Wenn dies tatsächlich so kommen sollte, dann dürfte VfB-Meistermacher Stelian
Moculescu daran ein gehöriges Stückchen Anteil haben. Als seine Schützlinge am letzten Sonntag eine 2:0-Führung in der Schmeling-Halle noch aus der Hand gaben und 2:3 verloren, erklärte der gebürtige Rumäne lapidar: "In den nächsten Spielen sollten nicht nur zwei oder drei Spieler ihre Leistung bringen sondern alle." Und dann fügte der ehemalige Bundestrainer für die weiteren Halbfinalduelle an: "Es müssen nicht einmal hundert Prozent sein, aber eine anständige Vorstellung. Dann funktioniert das auch und wir gewinnen…!"
Auch wenn nur ein kleiner Teil des multinationalen Berliner Aufgebots sich in die deutschsprachige Presse vertieft, die Antwort gaben die Volleys mit dem 3:1 im dritten Playoff-Kampf vor 1800 Zuschauern in der ZF-Arena. Der erste Erfolg der Berliner seit 2007 in der Höhle des Löwen und folgenden 14-Auswärtsniederlagen! Hochmut kommt auch im Sport dann und wann vor dem Fall! Wie der erklärte Fachmann Moculescu die Leistungspotenziale der beiden Kontrahenten – noch unter dem Eindruck des 2:3, als seine Spieler in der zweiten Halbzeit mental und körperlich ausgelaugt wirkten – so weit auseinander liegend beurteilen konnte, das wird sein Geheimnis bleiben. Es war eine Fehleinschätzung nahe eines black-outs!
Berlin hat seine mehr als überraschende Playoff-Führung ohne den nominellen Hauptangreifer Paul Carroll herausgeschmettert. Jener ist nach Schulterverletzung noch nicht wieder bei 100 Prozent.
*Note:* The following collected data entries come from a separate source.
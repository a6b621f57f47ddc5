//! ls command - List a folder with optional search, sort and limit
//!
//! Listings go through the record filter, so `-s "size>10MB,type:image"`
//! works the same against every backend. Columns follow the backend's
//! searchable fields.

use clap::Args;
use comfy_table::{ContentArrangement, Table, presets};
use jiff::tz::TimeZone;
use omni_core::query::{
    FieldKind, FieldRegistry, FieldValue, SearchField, render_bytes, render_datetime,
};
use omni_core::{Error, MetadataRecord, RecordFilter};
use serde::Serialize;

use crate::commands::parse_arg;
use crate::connect::open_folder;
use crate::exit_code::ExitCode;
use crate::output::{Formatter, OutputConfig, Role};

/// List a folder
#[derive(Args, Debug)]
pub struct LsArgs {
    /// Folder to list (REMOTE:PATH or a local path)
    pub path: String,

    /// List the whole subtree
    #[arg(short, long)]
    pub recursive: bool,

    /// Maximum number of records to show (0 or less = no limit)
    #[arg(short, long, default_value_t = 0, allow_negative_numbers = true)]
    pub limit: i64,

    /// Search expression, e.g. "size>10MB,name:report"
    #[arg(short, long)]
    pub search: Option<String>,

    /// Field to sort by, e.g. "size" or "last modified"
    #[arg(long)]
    pub sort_by: Option<String>,

    /// Sort ascending instead of descending
    #[arg(long)]
    pub ascending: bool,

    /// Only print the number of records and their total size
    #[arg(short, long)]
    pub count: bool,
}

#[derive(Debug, Serialize)]
struct LsOutput {
    items: Vec<MetadataRecord>,
    count: usize,
    total_size_bytes: u64,
    total_size_human: String,
}

#[derive(Debug, Serialize)]
struct CountOutput {
    count: usize,
    total_size_bytes: u64,
    total_size_human: String,
}

/// Execute the ls command
pub async fn execute(args: LsArgs, output_config: OutputConfig) -> ExitCode {
    let formatter = Formatter::new(output_config);

    let location = match parse_arg(&args.path, &formatter) {
        Ok(l) => l,
        Err(code) => return code,
    };

    let target = match open_folder(&location).await {
        Ok(t) => t,
        Err(e) => return formatter.fail("Failed to open location", &e),
    };

    let records = match target.client.list_folder(&target.path, args.recursive).await {
        Ok(r) => r,
        Err(e) => return formatter.fail(&format!("Failed to list {location}"), &e),
    };

    let registry = target.client.field_registry();
    let tz = TimeZone::system();

    let mut filter = RecordFilter::new(&registry)
        .time_zone(tz.clone())
        .ascending(args.ascending)
        .limit(args.limit);
    if let Some(search) = &args.search {
        filter = filter.search(search.as_str());
    }
    if let Some(sort_by) = &args.sort_by {
        filter = filter.sort_by(sort_by.as_str());
    }

    let records = match filter.apply(records) {
        Ok(r) => r,
        Err(e) => return formatter.fail("Invalid query", &Error::from(e)),
    };

    let total_size = total_size(&records);
    let total_size_human = render_bytes(total_size);

    if args.count {
        if formatter.is_json() {
            formatter.json(&CountOutput {
                count: records.len(),
                total_size_bytes: total_size,
                total_size_human,
            });
        } else {
            let styled_size = formatter.paint(Role::Size, &total_size_human);
            formatter.println(&format!("{} record(s), {styled_size}", records.len()));
        }
        return ExitCode::Success;
    }

    if formatter.is_json() {
        formatter.json(&LsOutput {
            count: records.len(),
            items: records,
            total_size_bytes: total_size,
            total_size_human,
        });
    } else if records.is_empty() {
        formatter.println("No matching records.");
    } else {
        let table = build_table(&records, &registry, &tz, &formatter);
        formatter.println(&table.to_string());
        formatter.println(&format!(
            "{} record(s), {}",
            records.len(),
            formatter.paint(Role::Size, &total_size_human)
        ));
    }

    ExitCode::Success
}

/// Sum of file sizes; folders are not counted
fn total_size(records: &[MetadataRecord]) -> u64 {
    records
        .iter()
        .filter(|r| !r.is_folder)
        .filter_map(|r| r.size)
        .sum()
}

fn column_header(field: &SearchField) -> String {
    field.name().replace('_', " ").to_uppercase()
}

/// Render one cell the same way searches see the value
fn render_cell(value: FieldValue<'_>, tz: &TimeZone) -> String {
    match value {
        FieldValue::Text(text) => text.unwrap_or_default().to_string(),
        FieldValue::Bytes(bytes) => bytes.map(render_bytes).unwrap_or_default(),
        FieldValue::Datetime(ts) => ts.map(|ts| render_datetime(ts, tz)).unwrap_or_default(),
    }
}

fn build_table(
    records: &[MetadataRecord],
    registry: &FieldRegistry,
    tz: &TimeZone,
    formatter: &Formatter,
) -> Table {
    let mut table = Table::new();
    table
        .load_preset(presets::NOTHING)
        .set_content_arrangement(ContentArrangement::Dynamic)
        .set_header(registry.fields().iter().map(column_header));

    for record in records {
        table.add_row(registry.fields().iter().map(|field| {
            let text = render_cell(field.read(record), tz);
            match field.kind() {
                _ if record.is_folder && field.name() == "name" => formatter.paint(Role::Folder, &text),
                FieldKind::ByteSize => formatter.paint(Role::Size, &text),
                FieldKind::Datetime => formatter.paint(Role::Timestamp, &text),
                FieldKind::String => text,
            }
        }));
    }

    table
}
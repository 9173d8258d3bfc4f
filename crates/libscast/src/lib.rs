pub mod broker;
pub mod capability;
pub mod error;
pub mod process;
pub mod session;

pub use broker::StatusBroker;
pub use capability::{CapabilityBroker, CapabilitySource, CaptureToken, GrantOutcome};
pub use error::CastError;
pub use process::{DisplayServer, DisplayServerProcess, ServerStatus};
pub use session::{SessionController, SessionState, spawn_session};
Management und BR-Trainer Mark Lebedew verweisen immer wieder darauf, dass die Siegermentalität des US-Olympiasiegers Scott Touzinsky die Mannschaft "wie Pattex" zusammenhalte.
Der in der Tat in jeder Phase typisch US-amerikanisches Positiv-Denken ausstrahlende Außenannahmespieler, zudem kommunikativ sehr aktiv, hat gewiss Verdienste an der Leistungsoffenbarung. Doch beim 3:1-Auswärtscoup musste er im zweiten Satz knieverletzt raus. Und da zeigte sich, dass der zurückhaltende Ersatz-Hauptangreifer (für Carroll bzw. Aleksandar Spirovski) Urpo Sivula (MVP, Topscorer mit 18 Punkten und 39 von insgesamt 105 Angriffsbällen), der für Rico Galandi eingewechselte Mittelblocker Felix Fischer (16 Punkte), neben Spirovski, Kapitän Jaro Skach schon bei den Meisterehren 2003/04 dabei, Mittelblocker Tomas Kmet (9 Punkte, 2 Asse) und der US-Spielmacher Kawika Shoji wie die restlichen Kollegen nicht weniger wertvoll sind. Aber das Etikett Olympiasieger lässt sich halt bei zumal volleyballerisch wenig vertrauten Beobachtern besser verkaufen.
Es dürfte spannend werden, ob Moculescu, aufgrund zahlreicher und großartiger Meriten als "Volleyball-Guru" geadelt, seine Optik wieder so auf realitätskonform eingestellt bekommt, dass ein vorzeitiges Scheitern des VfB am Sonntag verhindert werden kann. Das Friedrichshafen im Pokal-Endspiel 0:3 unterlegene Generali Haching hat mit einem 3:0 über Moers das Playoff-Finale auf direktem Wege erreicht.